Prime Minister Bill English may seem to be emerging as the master of long-term goal setting with policies such as 90% swimmable rivers by 2040, and the retirement age increasing from 2040. But these are little more than a sign that the government knows it needs to do something on these issues, but with little idea what exactly that should be. The Prime Minister is still leaving the question of how these goals will be met to the talent and drive of the generations following after him. The current government is obviously struggling to imagine a world beyond what they know.
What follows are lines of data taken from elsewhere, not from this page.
// SPDX-License-Identifier: PolyForm-Noncommercial-1.0.0
// Copyright (c) 2025 Sylvex. All rights reserved.

//! # Config Integration Tests
//!
//! Loading configuration files from disk and feeding them to the gateway.
//!
//! ## Test Categories
//!
//! - `test_config_*`: parsing and validation
//! - `test_config_gateway_*`: loaded configuration driving a gateway

use std::fs;

use sluice_bin::commands::ValidationSummary;
use sluice_bin::GatewayOrchestrator;
use sluice_config::{ConfigFormat, ConfigLoader, LogFormat, LogLevel};
use sluice_core::NodeAddress;
use sluice_tests::common::temp_test_dir;
use sluice_tests::prelude::*;

const GATEWAY_YAML: &str = r#"
quitOnError: false
pollIntervalMs: 2
reconcileOnStart: false
maxBrowseDepth: 4
registry:
  url: "http://registry.local:3000/api"
  username: "gateway"
  password: "registry-secret"
  eventsPath: "/values"
servers:
  - serverId: 1
    endpoint: "opc.tcp://plc-1:4840"
    subscriptions:
      - nsIndex: 2
        identifiers: ["temp"]
  - serverId: 2
    endpoint: "opc.tcp://plc-2:4840"
    username: "operator"
    password: "hunter2"
    subPublishPriority: 5
    subscriptions:
      - isFolder: true
        nsIndex: 3
        identifier: "Line1"
logging:
  level: warn
  format: compact
"#;

fn isolated(prefix: &str) -> ConfigLoader {
    ConfigLoader::builder().env_prefix(prefix).build()
}

#[test]
fn test_config_yaml_file() {
    let dir = temp_test_dir("sluice-config");
    let path = dir.path().join("gateway.yaml");
    fs::write(&path, GATEWAY_YAML).unwrap();

    let config = isolated("SLUICE_IT_YAML").load(&path).unwrap();

    assert_eq!(config.poll_interval_ms, 2);
    assert!(!config.reconcile_on_start);
    assert_eq!(config.max_browse_depth, 4);
    assert_eq!(config.registry.credentials(), Some(("gateway", "registry-secret")));
    assert_eq!(config.registry.events_path, "/values");
    assert_eq!(config.identifier_count(), 2);
    assert_eq!(config.servers[1].credentials(), Some(("operator", "hunter2")));
    assert_eq!(config.servers[1].subscription_params().priority, 5);
    assert_eq!(config.logging.level, LogLevel::Warn);
    assert_eq!(config.logging.format, LogFormat::Compact);
}

#[test]
fn test_config_lowercase_keys() {
    let yaml = r#"
quitonerror: true
pollintervalms: 10
servers:
  - serverid: 3
    endpoint: "opc.tcp://legacy:4840"
    subpublishinterval: 500.0
    subscriptions:
      - isfolder: true
        nsindex: 1
        identifiers: ["Root"]
"#;
    let config = isolated("SLUICE_IT_LOWER")
        .load_from_str(yaml, ConfigFormat::Yaml)
        .unwrap();

    assert!(config.quit_on_error);
    assert_eq!(config.poll_interval_ms, 10);
    assert_eq!(config.servers[0].server_id, 3);
    assert_eq!(config.servers[0].sub_publish_interval, 500.0);
    assert!(config.servers[0].subscriptions[0].is_folder);
    assert_eq!(config.servers[0].subscriptions[0].ns_index, 1);
}

#[test]
fn test_config_rejects_duplicate_server_ids() {
    let yaml = r#"
servers:
  - serverId: 1
    endpoint: "opc.tcp://a:4840"
  - serverId: 1
    endpoint: "opc.tcp://b:4840"
"#;
    let result = isolated("SLUICE_IT_DUP").load_from_str(yaml, ConfigFormat::Yaml);
    assert!(result.is_err());
}

#[test]
fn test_config_rejects_empty_subscription() {
    let yaml = r#"
servers:
  - serverId: 1
    endpoint: "opc.tcp://a:4840"
    subscriptions:
      - nsIndex: 2
        identifiers: []
"#;
    let result = isolated("SLUICE_IT_EMPTY").load_from_str(yaml, ConfigFormat::Yaml);
    assert!(result.is_err());
}

#[test]
fn test_config_validation_summary() {
    let config = isolated("SLUICE_IT_SUMMARY")
        .load_from_str(GATEWAY_YAML, ConfigFormat::Yaml)
        .unwrap();

    let summary = ValidationSummary::inspect(&config, false);

    assert_eq!(summary.servers, 2);
    assert_eq!(summary.identifier_count, 2);
    assert_eq!(summary.registry_url, "http://registry.local:3000/api");
    assert_eq!(summary.poll_interval_ms, 2);
    // The folder subscription is bounded by maxBrowseDepth.
    assert!(summary.warnings.is_empty());
}

#[tokio::test]
async fn test_config_gateway_from_file() {
    let config = isolated("SLUICE_IT_GATEWAY")
        .load_from_str(GATEWAY_YAML, ConfigFormat::Yaml)
        .unwrap();

    let line = MockServer::new().with_children(NodeAddress::string(3, "Line1"), ["Temp", "Flow"]);
    let factory = MockProtocolFactory::new().with_server(SECOND_PLC_ENDPOINT, line.clone());
    let registry = RecordingTransport::new();
    let sync = registry.sync().with_events_path(config.registry.events_path.clone());

    let mut gateway = GatewayOrchestrator::new(config, factory.shared(), sync);
    gateway.start().await.unwrap();

    assert_eq!(factory.created(), vec![1, 2]);
    assert_eq!(gateway.connectors()[0].monitored_items().len(), 1);
    assert_eq!(gateway.connectors()[1].monitored_items().len(), 2);
    assert!(line.calls().iter().any(|call| matches!(
        call,
        ProtocolCall::ConnectWithCredentials { username, .. } if username == "operator"
    )));

    line.push_change(NodeAddress::string(3, "Flow"), 7.25f64, TimeFixtures::t0());
    gateway.poll_once().await;

    let events = registry.posted("/values");
    assert_eq!(events.len(), 1);
    assert_eq!(events[0]["serverId"], 2);
    assert_eq!(events[0]["identifier"], "Flow");

    gateway.shutdown().await;
}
Progressive business leaders are beginning to step up and do the work for them. Elon Musk said at the end of his 2017 TED Talk “I’m not trying to be anyone’s saviour… I’m just trying to think about the future and not be sad.”
Recently we saw Greater Auckland also stepping into the void. They released their Congestion Free Network 2 “a bold transport vision.. a realistic alternative to get around that is fast, reliable and attractive.” It is a vision that is genuinely exciting – a vision of Auckland that would truly make it one of the most liveable cities in the world, and a more sustainable, more productive city at the same time.
New Zealanders need to take polarised political ideologies out of our vision for the future and instead ask “to what end?” No one is interested in who will be in government in 2050, but we should all be deeply interested in what our country will look like. How will land use need to change? What will be our key economic drivers, our biggest export earners?
There is a lot of good that can come by adopting an ambitious, broad, immediate approach to climate change challenges. Imagine a country where our politicians are as visionary as our communities. Imagine a country where Fonterra asks to be accountable for their emissions. Imagine a country where the government invests in light rail ahead of bigger, fatter, coronary-susceptible roads. Imagine a country where we see the adequate funding of the Department of Conservation, not as a nice to have, but as an investment in the asset on which our biggest export earner depends. Imagine a country where reforestation is approached as an opportunity to extend that asset. Imagine a country where the public isn’t charged 500 times more for water than water bottling companies.
In the meantime, New Zealanders must surely be wondering “Where are our leaders?” Hopefully this election year we will see the emergence of a new generation of leaders who will look beyond spending $1 billion every year for a decade purchasing international carbon credits, and instead prioritise investing in ourselves.